ACTIVITY:
Somewhere below are a line with "declaration_only(&stripped).unwrap_or(false)" and a later line with "while let Some(m)". Output exactly those lines and all lines between them.

SUPPLIED RECORDS:
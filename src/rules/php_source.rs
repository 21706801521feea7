//! Lightweight PHP source preprocessing
//!
//! Not a PHP parser. The scanner knows just enough about PHP lexical
//! structure (open/close tags, strings, heredocs, comments) to blank out
//! comments and inline HTML without shifting line numbers.

use std::sync::OnceLock;

use regex::Regex;

/// Which parts of a PHP file [`clean_php`] blanks out
#[derive(Debug, Clone, Copy, PartialEq, Eq)]
pub struct CleanOptions {
    pub comments: bool,
    pub html: bool,
}

impl CleanOptions {
    pub const COMMENTS_AND_HTML: CleanOptions = CleanOptions {
        comments: true,
        html: true,
    };
    pub const COMMENTS: CleanOptions = CleanOptions {
        comments: true,
        html: false,
    };
}

#[derive(Debug, Clone, PartialEq, Eq)]
enum State {
    Html,
    Code,
    LineComment,
    BlockComment,
    SingleQuoted,
    DoubleQuoted,
    Backtick,
    Heredoc(String),
}

/// Split on `\r\n`, `\r` or `\n`
pub fn split_lines(source: &str) -> Vec<&str> {
    let mut lines = Vec::new();
    let bytes = source.as_bytes();
    let mut start = 0;
    let mut i = 0;
    while i < bytes.len() {
        match bytes[i] {
            b'\n' => {
                lines.push(&source[start..i]);
                start = i + 1;
            }
            b'\r' => {
                lines.push(&source[start..i]);
                if bytes.get(i + 1) == Some(&b'\n') {
                    i += 1;
                }
                start = i + 1;
            }
            _ => {}
        }
        i += 1;
    }
    lines.push(&source[start..]);
    lines
}

/// Replace comments and/or inline HTML with spaces. Line breaks are kept, so
/// line `n` of the result corresponds to line `n` of the input.
pub fn clean_php(source: &str, options: CleanOptions) -> String {
    let bytes = source.as_bytes();
    let mut out = Vec::with_capacity(bytes.len());
    let mut state = State::Html;
    let mut i = 0;

    while i < bytes.len() {
        let b = bytes[i];
        let rest = &bytes[i..];

        match &state {
            State::Html => {
                if rest.starts_with(b"<?") {
                    let tag_len = open_tag_len(rest);
                    out.extend_from_slice(&rest[..tag_len]);
                    i += tag_len;
                    state = State::Code;
                    continue;
                }
                push_maybe_blank(&mut out, b, options.html);
            }
            State::Code => {
                if rest.starts_with(b"?>") {
                    out.extend_from_slice(b"?>");
                    i += 2;
                    state = State::Html;
                    continue;
                }
                if rest.starts_with(b"//") || (b == b'#' && rest.get(1) != Some(&b'[')) {
                    state = State::LineComment;
                    continue;
                }
                if rest.starts_with(b"/*") {
                    push_maybe_blank(&mut out, b'/', options.comments);
                    push_maybe_blank(&mut out, b'*', options.comments);
                    i += 2;
                    state = State::BlockComment;
                    continue;
                }
                if let Some((label, len)) = heredoc_start(rest) {
                    out.extend_from_slice(&rest[..len]);
                    i += len;
                    state = State::Heredoc(label);
                    continue;
                }
                match b {
                    b'\'' => state = State::SingleQuoted,
                    b'"' => state = State::DoubleQuoted,
                    b'`' => state = State::Backtick,
                    _ => {}
                }
                out.push(b);
            }
            State::LineComment => {
                if b == b'\n' || b == b'\r' {
                    out.push(b);
                    state = State::Code;
                } else if rest.starts_with(b"?>") {
                    // Closing tag ends a line comment
                    state = State::Code;
                    continue;
                } else {
                    push_maybe_blank(&mut out, b, options.comments);
                }
            }
            State::BlockComment => {
                if rest.starts_with(b"*/") {
                    push_maybe_blank(&mut out, b'*', options.comments);
                    push_maybe_blank(&mut out, b'/', options.comments);
                    i += 2;
                    state = State::Code;
                    continue;
                }
                push_maybe_blank(&mut out, b, options.comments);
            }
            State::SingleQuoted | State::DoubleQuoted | State::Backtick => {
                let quote = match state {
                    State::SingleQuoted => b'\'',
                    State::DoubleQuoted => b'"',
                    _ => b'`',
                };
                if b == b'\\' && i + 1 < bytes.len() {
                    out.extend_from_slice(&rest[..2]);
                    i += 2;
                    continue;
                }
                if b == quote {
                    state = State::Code;
                }
                out.push(b);
            }
            State::Heredoc(label) => {
                let at_line_start = i == 0 || matches!(bytes[i - 1], b'\n' | b'\r');
                if at_line_start && let Some(len) = heredoc_end(rest, label) {
                    out.extend_from_slice(&rest[..len]);
                    i += len;
                    state = State::Code;
                    continue;
                }
                out.push(b);
            }
        }
        i += 1;
    }

    String::from_utf8_lossy(&out).into_owned()
}

/// Blanking replaces every byte of a multi-byte character with its own
/// space, so the output stays valid UTF-8
fn push_maybe_blank(out: &mut Vec<u8>, b: u8, blank: bool) {
    if blank && b != b'\n' && b != b'\r' {
        out.push(b' ');
    } else {
        out.push(b);
    }
}

fn open_tag_len(rest: &[u8]) -> usize {
    if rest.len() >= 5 && rest[..5].eq_ignore_ascii_case(b"<?php") {
        5
    } else if rest.starts_with(b"<?=") {
        3
    } else {
        2
    }
}

fn heredoc_start(rest: &[u8]) -> Option<(String, usize)> {
    let after = rest.strip_prefix(b"<<<")?;
    let mut i = after.iter().take_while(|b| **b == b' ' || **b == b'\t').count();
    let quoted = matches!(after.get(i), Some(b'\'') | Some(b'"'));
    if quoted {
        i += 1;
    }
    let label_len = after[i..]
        .iter()
        .take_while(|b| b.is_ascii_alphanumeric() || **b == b'_')
        .count();
    if label_len == 0 {
        return None;
    }
    let label = String::from_utf8_lossy(&after[i..i + label_len]).into_owned();
    i += label_len;
    if quoted {
        i += 1;
    }
    Some((label, 3 + i))
}

fn heredoc_end(rest: &[u8], label: &str) -> Option<usize> {
    let indent = rest
        .iter()
        .take_while(|b| **b == b' ' || **b == b'\t')
        .count();
    let after = rest[indent..].strip_prefix(label.as_bytes())?;
    let continues_identifier = after
        .first()
        .is_some_and(|b| b.is_ascii_alphanumeric() || *b == b'_');
    (!continues_identifier).then_some(indent + label.len())
}

/// Comments removed and every whitespace run collapsed to one space
pub fn strip_comments_and_whitespace(source: &str) -> String {
    clean_php(source, CleanOptions::COMMENTS)
        .split_whitespace()
        .collect::<Vec<_>>()
        .join(" ")
}

fn namespace_regex() -> &'static Regex {
    static RE: OnceLock<Regex> = OnceLock::new();
    RE.get_or_init(|| {
        Regex::new(r"^namespace [0-9A-Za-z_\\]+ ?; ?").expect("Failed to compile namespace regex")
    })
}

fn use_regex() -> &'static Regex {
    static RE: OnceLock<Regex> = OnceLock::new();
    RE.get_or_init(|| {
        Regex::new(r"^use (?:function |const )?[0-9A-Za-z_\\]+(?: as [0-9A-Za-z_]+)? ?; ?")
            .expect("Failed to compile use regex")
    })
}

fn declaration_head_regex() -> &'static Regex {
    static RE: OnceLock<Regex> = OnceLock::new();
    RE.get_or_init(|| {
        Regex::new(concat!(
            r"^(?:(?:abstract|final|readonly) )*(?:class|interface|trait|enum) [0-9A-Za-z_]+",
            r"(?: ?: ?[0-9A-Za-z_\\]+)?",
            r"(?: extends [0-9A-Za-z_\\]+(?: ?, ?[0-9A-Za-z_\\]+)*)?",
            r"(?: implements [0-9A-Za-z_\\]+(?: ?, ?[0-9A-Za-z_\\]+)*)?",
            r" ?\{",
        ))
        .expect("Failed to compile declaration regex")
    })
}

/// Whether the file only declares classes, interfaces, traits or enums,
/// optionally preceded by a namespace and `use` imports. Such files execute
/// nothing when requested directly.
pub fn is_declaration_only(source: &str) -> bool {
    let stripped = strip_comments_and_whitespace(source);
    declaration_only(&stripped).unwrap_or(false)
}

fn declaration_only(stripped: &str) -> Option<bool> {
    // A single PHP block, no inline HTML before or between
    let mut rest = stripped.strip_prefix("<?php")?;
    if rest.contains("<?") {
        return Some(false);
    }
    rest = rest.trim_start();

    if let Some(m) = namespace_regex().find(rest) {
        rest = &rest[m.end()..];
    }
    while let Some(m) = use_regex().find(rest) {
        rest = &rest[m.end()..];
    }

    let mut declarations = 0;
    loop {
        rest = rest.trim_start();
        if rest.is_empty() || rest == "?>" {
            break;
        }
        let head = declaration_head_regex().find(rest)?;
        let close = matching_brace(rest, head.end() - 1)?;
        rest = &rest[close + 1..];
        declarations += 1;
    }

    Some(declarations > 0)
}

/// Index of the brace closing the one at `open`, skipping quoted strings
fn matching_brace(source: &str, open: usize) -> Option<usize> {
    let bytes = source.as_bytes();
    let mut depth = 0usize;
    let mut quote: Option<u8> = None;
    let mut i = open;

    while i < bytes.len() {
        let b = bytes[i];
        match quote {
            Some(q) => {
                if b == b'\\' {
                    i += 1;
                } else if b == q {
                    quote = None;
                }
            }
            None => match b {
                b'\'' | b'"' => quote = Some(b),
                b'{' => depth += 1,
                b'}' => {
                    depth = depth.checked_sub(1)?;
                    if depth == 0 {
                        return Some(i);
                    }
                }
                _ => {}
            },
        }
        i += 1;
    }
    None
}
//! Output and reporting
//!
//! Renders [`CheckResults`] as human-readable text, JSON or a short summary.

use std::fmt::Write as _;
use std::time::Duration;

use crate::cli::{OutputFormat, VerbosityLevel};
use crate::engine::{CheckResults, FileReport, FileStatus};
use crate::report::{ReportEntry, Severity};

/// Output formatter for check results
pub struct Output {
    format: OutputFormat,
    verbosity: VerbosityLevel,
    show_colors: bool,
}

impl Output {
    pub fn new(format: OutputFormat, verbosity: VerbosityLevel) -> Self {
        Self {
            format,
            verbosity,
            show_colors: atty::is(atty::Stream::Stdout),
        }
    }

    pub fn with_colors(mut self, show_colors: bool) -> Self {
        self.show_colors = show_colors;
        self
    }

    fn colorize(&self, text: &str, color: &str) -> String {
        if self.show_colors {
            format!("\x1b[{}m{}\x1b[0m", color, text)
        } else {
            text.to_string()
        }
    }

    fn severity_label(&self, severity: Severity) -> String {
        let color = match severity {
            Severity::Error => "31",
            Severity::Warning => "33",
            Severity::Notice => "36",
        };
        self.colorize(severity.label(), color)
    }

    /// Render results in the configured format
    pub fn render(&self, results: &CheckResults) -> serde_json::Result<String> {
        match self.format {
            OutputFormat::Human => Ok(self.format_results(results)),
            OutputFormat::Json => self.format_json(results),
            OutputFormat::Summary => Ok(self.format_summary(results)),
        }
    }

    pub fn format_results(&self, results: &CheckResults) -> String {
        let mut output = String::new();

        match self.verbosity {
            VerbosityLevel::Quiet => {
                for file_result in &results.file_results {
                    for entry in file_result
                        .entries
                        .iter()
                        .filter(|e| e.severity == Severity::Error)
                    {
                        output.push_str(&self.format_entry(entry));
                    }
                    if let FileStatus::Failed { message } = &file_result.status {
                        output.push_str(&self.format_failure(file_result, message));
                    }
                }
                if results.has_errors() {
                    let _ = writeln!(
                        output,
                        "Errors: {} Failed: {}",
                        results.error_count, results.failed_files
                    );
                }
            }
            VerbosityLevel::Normal | VerbosityLevel::Verbose => {
                for file_result in &results.file_results {
                    output.push_str(&self.format_file_result(file_result));
                }
                if !results.file_results.is_empty() {
                    output.push('\n');
                }
                output.push_str(&self.format_summary(results));
            }
        }

        output
    }

    /// Entries of one file, plus a status line in verbose mode
    pub fn format_file_result(&self, result: &FileReport) -> String {
        let mut output = String::new();

        if self.verbosity >= VerbosityLevel::Verbose {
            let status = match &result.status {
                FileStatus::Checked if result.entries.is_empty() => self.colorize("✓ CLEAN", "32"),
                FileStatus::Checked => self.colorize("✗ FINDINGS", "31"),
                FileStatus::Skipped { .. } => self.colorize("- SKIPPED", "36"),
                FileStatus::Failed { .. } => self.colorize("⚠ FAILED", "33"),
            };
            let _ = writeln!(
                output,
                "{}  {} ({})",
                status,
                result.path.display(),
                format_duration(result.duration)
            );
        }

        for entry in &result.entries {
            output.push_str(&self.format_entry(entry));
        }

        match &result.status {
            FileStatus::Failed { message } => {
                output.push_str(&self.format_failure(result, message));
            }
            FileStatus::Skipped { reason } if self.verbosity >= VerbosityLevel::Verbose => {
                let _ = writeln!(output, "    {}", reason);
            }
            _ => {}
        }

        output
    }

    /// `path[:line]: severity: message`, continuation lines indented
    pub fn format_entry(&self, entry: &ReportEntry) -> String {
        let mut output = String::new();
        let location = match entry.line {
            Some(line) => format!("{}:{}", entry.file.display(), line),
            None => entry.file.display().to_string(),
        };

        let mut lines = entry.message.lines();
        let first = lines.next().unwrap_or_default();
        let _ = writeln!(
            output,
            "{}: {}: {}",
            location,
            self.severity_label(entry.severity),
            first
        );
        for line in lines {
            let _ = writeln!(output, "    {}", line);
        }

        if self.verbosity >= VerbosityLevel::Verbose
            && let Some(code) = &entry.code
        {
            let _ = writeln!(output, "    | {}", code.trim());
        }

        output
    }

    fn format_failure(&self, result: &FileReport, message: &str) -> String {
        format!(
            "{}: {}: {}\n",
            result.path.display(),
            self.colorize("failed", "33"),
            message
        )
    }

    pub fn format_summary(&self, results: &CheckResults) -> String {
        let mut output = String::new();
        output.push_str("Check Summary:\n");
        let _ = writeln!(output, "  Total files: {}", results.total_files);
        let _ = writeln!(output, "  Checked: {}", results.checked_files);

        if results.skipped_files > 0 {
            let _ = writeln!(
                output,
                "  {} {}",
                self.colorize("Skipped:", "36"),
                results.skipped_files
            );
        }
        if results.failed_files > 0 {
            let _ = writeln!(
                output,
                "  {} {}",
                self.colorize("Failed:", "33"),
                results.failed_files
            );
        }

        let _ = writeln!(
            output,
            "  {} {}",
            self.colorize("Errors:", "31"),
            results.error_count
        );
        let _ = writeln!(
            output,
            "  {} {}",
            self.colorize("Warnings:", "33"),
            results.warning_count
        );
        let _ = writeln!(
            output,
            "  {} {}",
            self.colorize("Notices:", "36"),
            results.notice_count
        );
        let _ = writeln!(
            output,
            "  Duration: {}",
            format_duration(results.total_duration)
        );

        if self.verbosity >= VerbosityLevel::Verbose {
            let _ = writeln!(
                output,
                "  Discovery: {}",
                format_duration(results.discovery_duration)
            );
            let _ = writeln!(
                output,
                "  Started: {}",
                results.started_at.format("%Y-%m-%d %H:%M:%S UTC")
            );
        }

        output
    }

    /// Pretty JSON; quiet mode keeps only error entries
    pub fn format_json(&self, results: &CheckResults) -> serde_json::Result<String> {
        if self.verbosity == VerbosityLevel::Quiet {
            let mut filtered = results.clone();
            for file_result in &mut filtered.file_results {
                file_result.entries.retain(|e| e.severity == Severity::Error);
            }
            return serde_json::to_string_pretty(&filtered);
        }
        serde_json::to_string_pretty(results)
    }
}

fn format_duration(duration: Duration) -> String {
    let total_secs = duration.as_secs_f64();
    if total_secs < 1.0 {
        format!("{:.0}ms", duration.as_millis())
    } else if total_secs < 60.0 {
        format!("{:.2}s", total_secs)
    } else {
        let mins = (total_secs / 60.0) as u64;
        let secs = total_secs % 60.0;
        format!("{}m{:.1}s", mins, secs)
    }
}
pub mod mocks;
pub mod test_helpers;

WRITTEN RESPONSE:
    declaration_only(&stripped).unwrap_or(false)
}

fn declaration_only(stripped: &str) -> Option<bool> {
    // A single PHP block, no inline HTML before or between
    let mut rest = stripped.strip_prefix("<?php")?;
    if rest.contains("<?") {
        return Some(false);
    }
    rest = rest.trim_start();

    if let Some(m) = namespace_regex().find(rest) {
        rest = &rest[m.end()..];
    }
    while let Some(m) = use_regex().find(rest) {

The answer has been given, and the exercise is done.